Horoscope: we have seen 2022 and here are our predictions
Inspired by the wave of neoswitchcraft Instagram and a kit of tarot pogné in a clothing store for teenagers, we started to draw the charts of the sky of those which make the headlines. What does 2022 and its next Moon in a Little Poodle Creped Like a Lion have in store for them? Snort a line of sage, it's time for the horoscope!
The CAQ
Venus is in Cancer, the election is in October and the public is in tabarn ** to learn what happened in the CHSLDs. To ensure a return to the good graces of the population before the next electoral eclipse, promise more than the return of the Nordics: base your campaign on the return of the Expos. Think big: why not the resurrection of Maurice Richard?
The third link
You like to divide those with whom you are destined to live. In 2022, your Aries character will be revealed even more: you will dive into the pile of environmental studies and reports from urban planning specialists in order to chart your course (between Quebec and Lévis). Beware: your ambition may end up slowing down.
Billionaires
It was with starry eyes that you entered the Age of Aquarius, and weightless body that you continued this race to infinity and beyond. In 2022, pursue your ambitions (you can afford it!) And never look back. If possible, don't come back either.
Far Right Fascists
Big year for you, our little Zemmour z & rsquo; loves! You will make a lot of new friends. Too much, even. Your passion for old, dated ideas will be much to your credit in the zero waste era, but a little update might not be too much to keep you from ending up on the wrong Bock-side of history. .
Vaccinators
For you in 2022, um… third dose? Booster dose of the third booster of the second vaccine to protect against the Super-Omicron-Delta-St-Hubert-BBQ variant? The only clear thing in your chart of the sky is that the houses of Capricorn and Aquarius will be reserved for the confinement of those who did not want your presence at their side (left or right, depending on the arm you take. to write).
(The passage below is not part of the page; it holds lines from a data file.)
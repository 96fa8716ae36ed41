//! Application error types with rich context

use std::path::PathBuf;
use thiserror::Error;

/// Result type alias using our Error type
pub type Result<T> = std::result::Result<T, Error>;

/// Application error types organized by layer/domain
#[derive(Debug, Error)]
pub enum Error {
    // ─────────────────────────────────────────────────────────────
    // Common/Infrastructure Errors
    // ─────────────────────────────────────────────────────────────
    #[error("IO error: {0}")]
    Io(#[from] std::io::Error),

    #[error("JSON parsing error: {0}")]
    Json(#[from] serde_json::Error),

    // ─────────────────────────────────────────────────────────────
    // Terminal/TUI Errors
    // ─────────────────────────────────────────────────────────────
    #[error("Terminal error: {message}")]
    Terminal { message: String },

    #[error("Failed to initialize terminal: {0}")]
    TerminalInit(String),

    #[error("Failed to restore terminal: {0}")]
    TerminalRestore(String),

    // ─────────────────────────────────────────────────────────────
    // Catalog/HTTP Errors
    // ─────────────────────────────────────────────────────────────
    #[error("Catalog request failed: {message}")]
    Fetch { message: String },

    #[error("Catalog returned HTTP {status} for {endpoint}: {message}")]
    Http {
        status: u16,
        endpoint: String,
        message: String,
    },

    #[error("Catalog request to {endpoint} timed out")]
    Timeout { endpoint: String },

    #[error("Catalog fixture not found: {path}")]
    FixtureNotFound { path: PathBuf },

    #[error("Invalid catalog URL '{url}': {reason}")]
    InvalidUrl { url: String, reason: String },

    // ─────────────────────────────────────────────────────────────
    // Configuration Errors
    // ─────────────────────────────────────────────────────────────
    #[error("Configuration error: {message}")]
    Config { message: String },

    #[error("Invalid configuration: {message}")]
    ConfigInvalid { message: String },
}

// ─────────────────────────────────────────────────────────────────
// Convenience Constructors
// ─────────────────────────────────────────────────────────────────

impl Error {
    pub fn terminal(message: impl Into<String>) -> Self {
        Self::Terminal {
            message: message.into(),
        }
    }

    pub fn fetch(message: impl Into<String>) -> Self {
        Self::Fetch {
            message: message.into(),
        }
    }

    pub fn http(status: u16, endpoint: impl Into<String>, message: impl Into<String>) -> Self {
        Self::Http {
            status,
            endpoint: endpoint.into(),
            message: message.into(),
        }
    }

    pub fn timeout(endpoint: impl Into<String>) -> Self {
        Self::Timeout {
            endpoint: endpoint.into(),
        }
    }

    pub fn fixture_not_found(path: impl Into<PathBuf>) -> Self {
        Self::FixtureNotFound { path: path.into() }
    }

    pub fn invalid_url(url: impl Into<String>, reason: impl Into<String>) -> Self {
        Self::InvalidUrl {
            url: url.into(),
            reason: reason.into(),
        }
    }

    pub fn config(message: impl Into<String>) -> Self {
        Self::Config {
            message: message.into(),
        }
    }

    pub fn config_invalid(message: impl Into<String>) -> Self {
        Self::ConfigInvalid {
            message: message.into(),
        }
    }

    /// Check if this is a recoverable error
    ///
    /// Catalog failures leave the affected section in its fallback state and
    /// can be retried by the user, so they never take the app down.
    pub fn is_recoverable(&self) -> bool {
        matches!(
            self,
            Error::Fetch { .. }
                | Error::Http { .. }
                | Error::Timeout { .. }
                | Error::Json(_)
        )
    }

    /// Check if this error should trigger application exit
    pub fn is_fatal(&self) -> bool {
        matches!(
            self,
            Error::TerminalInit(_)
                | Error::TerminalRestore(_)
                | Error::InvalidUrl { .. }
                | Error::ConfigInvalid { .. }
        )
    }
}

// ─────────────────────────────────────────────────────────────────
// Error Context Extensions (for use with color-eyre)
// ─────────────────────────────────────────────────────────────────

/// Extension trait for adding context to Results
pub trait ResultExt<T> {
    /// Add context to an error
    fn context(self, context: impl Into<String>) -> Result<T>;

    /// Add context with a closure (lazy evaluation)
    fn with_context<F>(self, f: F) -> Result<T>
    where
        F: FnOnce() -> String;
}

impl<T, E: Into<Error>> ResultExt<T> for std::result::Result<T, E> {
    fn context(self, context: impl Into<String>) -> Result<T> {
        self.map_err(|e| {
            let err = e.into();
            tracing::error!("{}: {:?}", context.into(), err);
            err
        })
    }

    fn with_context<F>(self, f: F) -> Result<T>
    where
        F: FnOnce() -> String,
    {
        self.map_err(|e| {
            let err = e.into();
            tracing::error!("{}: {:?}", f(), err);
            err
        })
    }
}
Employers with labor shortages
PKU (Pisces Cancer Uranus) has played a hell of a trick on you in recent years. How else can you explain your difficulty in hiring qualified and competent staff? To start 2022 on the right foot (piggy bank or otherwise), don't let anyone convince you that the problem is the pittance, crappy working conditions and toxic climate you have. Any master's degree holder would be lucky to shovel manure at $ 13.50 an hour for you!
The Gen Z
You haven't experienced many lunar revolutions yet, but your light is shining bright enough to blind a few racist, sexist boomers or -phobes by the way. In 2022, millennials will count even more on you to save society, the world and planet Earth, while they grapple with their anxieties and their mortgage. Try not to laugh too much at their tight jeans, okay?
The Montreal Canadian
We say you are glorious, but your ascendant loser does of his. Remember, it is never too late … to give up and pursue new dreams. The cards tell us that Montreal would love to have a baseball team.
The conspi
We did our research (so did we), and we figured out that you're not the type to believe anything that's printed in a newspaper or any other “shit”. You are too bright for that. We respect your intelligence. This is why, to have your 2022 predictions, you will therefore have to decode the secret signal transmitted by François Legault's eyebrows during the press conferences.
The Olympic athletes
You hoped and it has happened: 2022 will be your year! All the effort you put into blazing your trail finally pays off (so to speak, we know you don't make a cent as a mixed curling champion). Destination Beijing for you, finally, if you agree to make a compromise, in good Libra, between the dream of a lifetime and the fate of the Uyghurs.
The ordinary world
You are tired, ascendant pukabapes , but also, in Chinese astrology, persevering .es descendant onlâchepâ . 2021 has been an average year, with some good news and some bad news. For 2022, we remain vague by promising you a little more mud, a couple of good deals, probably a tax bill to pay and a joke : if your life goes off the rails, it's yienque because Mercury is in Leningrad.